Как ни парадоксально, усиление исламской оппозиции, в том числе и ее радикальной части, возможно и при прямо противоположном результате развития ситуации в Афганистане. Переход политической, экономической ситуации в этой стране в стабильную фазу развития неизбежно приведет к значительному росту политических, экономических, религиозных контактов между странами Центральной Азии, Узбекистана, в частности, и внешним исламским миром. В перспективе это объективно приведет к усилению процесса исламизации в ряде стран региона, прежде всего, в Узбекистане, однако, на качественно новом уровне, что потенциально создаст серьезную угрозу сохранения светской власти. Таким образом, на долгосрочную перспективу отношения с Афганистаном у приграничных стран, в том числе и Узбекистана, исходя из интересов безопасности, должны носить ограниченный характер.
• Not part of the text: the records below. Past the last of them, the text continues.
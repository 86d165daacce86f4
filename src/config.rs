//! Configuration types for the orchestration core.
//!
//! This module provides configuration structures for the three tunable
//! stages of the pipeline: the parser client, the classifier, and the
//! dispatcher. All defaults match the platform's documented values, so
//! `OrchestratorConfig::default()` is a working production configuration.
//!
//! # Quick Start
//!
//! ```rust
//! use lifehub_core::config::OrchestratorConfig;
//!
//! // All defaults
//! let config = OrchestratorConfig::default();
//! assert_eq!(config.parser.timeout_ms, 2000);
//! assert_eq!(config.dispatch.max_parallel, 8);
//! ```
//!
//! # From Environment Variables
//!
//! ```rust,no_run
//! use lifehub_core::config::OrchestratorConfig;
//!
//! // Reads LIFEHUB_* variables, falling back to defaults
//! let config = OrchestratorConfig::from_env()?;
//! # Ok::<(), lifehub_core::CommandError>(())
//! ```
//!
//! | Env var | Field | Default |
//! |---------|-------|---------|
//! | `LIFEHUB_PARSER_BASE_URL` | `parser.base_url` | `http://localhost:11434` |
//! | `LIFEHUB_PARSER_API_KEY` | `parser.api_key` | (none) |
//! | `LIFEHUB_PARSER_MODEL` | `parser.model` | `llama3` |
//! | `LIFEHUB_PARSER_TIMEOUT_MS` | `parser.timeout_ms` | 2000 |
//! | `LIFEHUB_PRIMARY_RETRY` | `dispatch.primary_retry` | 2 |
//! | `LIFEHUB_SECONDARY_RETRY` | `dispatch.secondary_retry` | 1 |
//! | `LIFEHUB_BACKOFF_INITIAL_MS` | `dispatch.backoff_initial_ms` | 100 |
//! | `LIFEHUB_BACKOFF_FACTOR` | `dispatch.backoff_factor` | 2.0 |
//! | `LIFEHUB_BACKOFF_MAX_MS` | `dispatch.backoff_max_ms` | 1000 |
//! | `LIFEHUB_MAX_PARALLEL` | `dispatch.max_parallel` | 8 |
//! | `LIFEHUB_MIN_CONFIDENCE` | `classifier.min_confidence` | 0.5 |
//! | `LIFEHUB_SECONDARY_PENALTY` | `classifier.secondary_confidence_penalty` | 0.05 |
//! | `LIFEHUB_COMMAND_TIMEOUT_MS` | `command_timeout_ms` | 10000 |

use crate::error::{CommandError, CoreResult};
use crate::logging::log_debug;
use serde::{Deserialize, Serialize};
use std::str::FromStr;
use std::time::Duration;

/// Configuration for the parser client.
///
/// The parser is an OpenAI-compatible chat-completions endpoint. Local
/// deployments (Ollama-style) need no API key.
#[derive(Debug, Clone, Serialize, Deserialize)]
pub struct ParserConfig {
    /// Base URL of the parser endpoint.
    pub base_url: String,

    /// API key, if the endpoint requires one.
    pub api_key: Option<String>,

    /// Model name passed through to the endpoint.
    pub model: String,

    /// Per-call deadline in milliseconds.
    pub timeout_ms: u64,
}

impl Default for ParserConfig {
    fn default() -> Self {
        Self {
            base_url: "http://localhost:11434".to_string(),
            api_key: None,
            model: "llama3".to_string(),
            timeout_ms: 2_000,
        }
    }
}

impl ParserConfig {
    /// The per-call deadline as a [`Duration`].
    pub fn timeout(&self) -> Duration {
        Duration::from_millis(self.timeout_ms)
    }
}

/// Configuration for the classifier.
#[derive(Debug, Clone, Serialize, Deserialize)]
pub struct ClassifierConfig {
    /// Minimum confidence for a primary event to be dispatched.
    pub min_confidence: f64,

    /// Penalty subtracted from the primary's confidence for each secondary.
    pub secondary_confidence_penalty: f64,
}

impl Default for ClassifierConfig {
    fn default() -> Self {
        Self {
            min_confidence: 0.5,
            secondary_confidence_penalty: 0.05,
        }
    }
}

/// Configuration for the dispatcher.
///
/// # Defaults
///
/// | Parameter | Default | Description |
/// |-----------|---------|-------------|
/// | `primary_retry` | 2 | Retries for the primary on retriable errors |
/// | `secondary_retry` | 1 | Retries per secondary on retriable errors |
/// | `backoff_initial_ms` | 100 | First retry delay |
/// | `backoff_factor` | 2.0 | Exponential backoff multiplier |
/// | `backoff_max_ms` | 1000 | Delay cap |
/// | `max_parallel` | 8 | Fan-out parallelism across all commands |
#[derive(Debug, Clone, Serialize, Deserialize)]
pub struct DispatchConfig {
    /// Retries for the primary handler on retriable errors.
    pub primary_retry: u32,

    /// Retries per secondary handler on retriable errors.
    pub secondary_retry: u32,

    /// Initial backoff delay in milliseconds.
    pub backoff_initial_ms: u64,

    /// Multiplier for exponential backoff.
    pub backoff_factor: f64,

    /// Maximum backoff delay in milliseconds.
    pub backoff_max_ms: u64,

    /// Degree of parallelism for secondary fan-out, shared across all
    /// in-flight commands.
    pub max_parallel: usize,
}

impl Default for DispatchConfig {
    fn default() -> Self {
        Self {
            primary_retry: 2,
            secondary_retry: 1,
            backoff_initial_ms: 100,
            backoff_factor: 2.0,
            backoff_max_ms: 1_000,
            max_parallel: 8,
        }
    }
}

/// System-wide orchestrator configuration.
///
/// Combines the per-stage configurations with the overall command deadline
/// applied by [`CommandOrchestrator::process_command`](crate::CommandOrchestrator::process_command).
#[derive(Debug, Clone, Serialize, Deserialize)]
pub struct OrchestratorConfig {
    /// Parser client settings.
    #[serde(default)]
    pub parser: ParserConfig,

    /// Classifier settings.
    #[serde(default)]
    pub classifier: ClassifierConfig,

    /// Dispatcher settings.
    #[serde(default)]
    pub dispatch: DispatchConfig,

    /// Overall deadline for a command when the caller supplies none,
    /// in milliseconds.
    #[serde(default = "default_command_timeout_ms")]
    pub command_timeout_ms: u64,
}

fn default_command_timeout_ms() -> u64 {
    10_000
}

impl Default for OrchestratorConfig {
    fn default() -> Self {
        Self {
            parser: ParserConfig::default(),
            classifier: ClassifierConfig::default(),
            dispatch: DispatchConfig::default(),
            command_timeout_ms: default_command_timeout_ms(),
        }
    }
}

impl OrchestratorConfig {
    /// Load configuration from `LIFEHUB_*` environment variables,
    /// falling back to defaults for anything unset.
    ///
    /// # Errors
    ///
    /// Returns [`CommandError::Configuration`] if a variable is set but
    /// cannot be parsed as its field's type.
    pub fn from_env() -> CoreResult<Self> {
        let mut config = Self::default();

        if let Ok(url) = std::env::var("LIFEHUB_PARSER_BASE_URL") {
            config.parser.base_url = url;
        }
        if let Ok(key) = std::env::var("LIFEHUB_PARSER_API_KEY") {
            config.parser.api_key = Some(key);
        }
        if let Ok(model) = std::env::var("LIFEHUB_PARSER_MODEL") {
            config.parser.model = model;
        }
        config.parser.timeout_ms = env_parsed("LIFEHUB_PARSER_TIMEOUT_MS", config.parser.timeout_ms)?;

        config.dispatch.primary_retry =
            env_parsed("LIFEHUB_PRIMARY_RETRY", config.dispatch.primary_retry)?;
        config.dispatch.secondary_retry =
            env_parsed("LIFEHUB_SECONDARY_RETRY", config.dispatch.secondary_retry)?;
        config.dispatch.backoff_initial_ms =
            env_parsed("LIFEHUB_BACKOFF_INITIAL_MS", config.dispatch.backoff_initial_ms)?;
        config.dispatch.backoff_factor =
            env_parsed("LIFEHUB_BACKOFF_FACTOR", config.dispatch.backoff_factor)?;
        config.dispatch.backoff_max_ms =
            env_parsed("LIFEHUB_BACKOFF_MAX_MS", config.dispatch.backoff_max_ms)?;
        config.dispatch.max_parallel =
            env_parsed("LIFEHUB_MAX_PARALLEL", config.dispatch.max_parallel)?;

        config.classifier.min_confidence =
            env_parsed("LIFEHUB_MIN_CONFIDENCE", config.classifier.min_confidence)?;
        config.classifier.secondary_confidence_penalty = env_parsed(
            "LIFEHUB_SECONDARY_PENALTY",
            config.classifier.secondary_confidence_penalty,
        )?;

        config.command_timeout_ms =
            env_parsed("LIFEHUB_COMMAND_TIMEOUT_MS", config.command_timeout_ms)?;

        config.validate()?;

        log_debug!(
            parser_base_url = %config.parser.base_url,
            parser_model = %config.parser.model,
            max_parallel = config.dispatch.max_parallel,
            "Orchestrator configuration loaded from environment"
        );

        Ok(config)
    }

    /// Validate cross-field constraints.
    ///
    /// # Errors
    ///
    /// Returns [`CommandError::Configuration`] if:
    /// - `min_confidence` is outside `[0, 1]`
    /// - `secondary_confidence_penalty` is negative
    /// - `max_parallel` is zero
    /// - `backoff_factor` is below 1.0
    pub fn validate(&self) -> CoreResult<()> {
        if !(0.0..=1.0).contains(&self.classifier.min_confidence) {
            return Err(CommandError::configuration(
                "classifier.min_confidence must be within [0, 1]",
            ));
        }
        if self.classifier.secondary_confidence_penalty < 0.0 {
            return Err(CommandError::configuration(
                "classifier.secondary_confidence_penalty must not be negative",
            ));
        }
        if self.dispatch.max_parallel == 0 {
            return Err(CommandError::configuration(
                "dispatch.max_parallel must be at least 1",
            ));
        }
        if self.dispatch.backoff_factor < 1.0 {
            return Err(CommandError::configuration(
                "dispatch.backoff_factor must be at least 1.0",
            ));
        }
        Ok(())
    }

    /// The overall command deadline as a [`Duration`].
    pub fn command_timeout(&self) -> Duration {
        Duration::from_millis(self.command_timeout_ms)
    }
}

/// Parse an environment variable, keeping `fallback` when unset.
fn env_parsed<T: FromStr>(name: &str, fallback: T) -> CoreResult<T> {
    match std::env::var(name) {
        Ok(raw) => raw.parse().map_err(|_| {
            CommandError::configuration(format!("{name} has unparseable value: {raw}"))
        }),
        Err(_) => Ok(fallback),
    }
}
В целом, в исламском мире, как на уровне официального руководства ряда стран, так и на уровне неправительственных экстремистских организаций (НПРО) присутствует мнение о «неправильном» развитии ситуации в Узбекистане, где происходит укрепление «враждебных» исламу западных стран, прежде всего, США. Данные силы в случае дестабилизации обстановки в Узбекистане, безусловно, воспользуются шансом изменения ситуации в этой стране при активном использовании радикальных исламских группировок.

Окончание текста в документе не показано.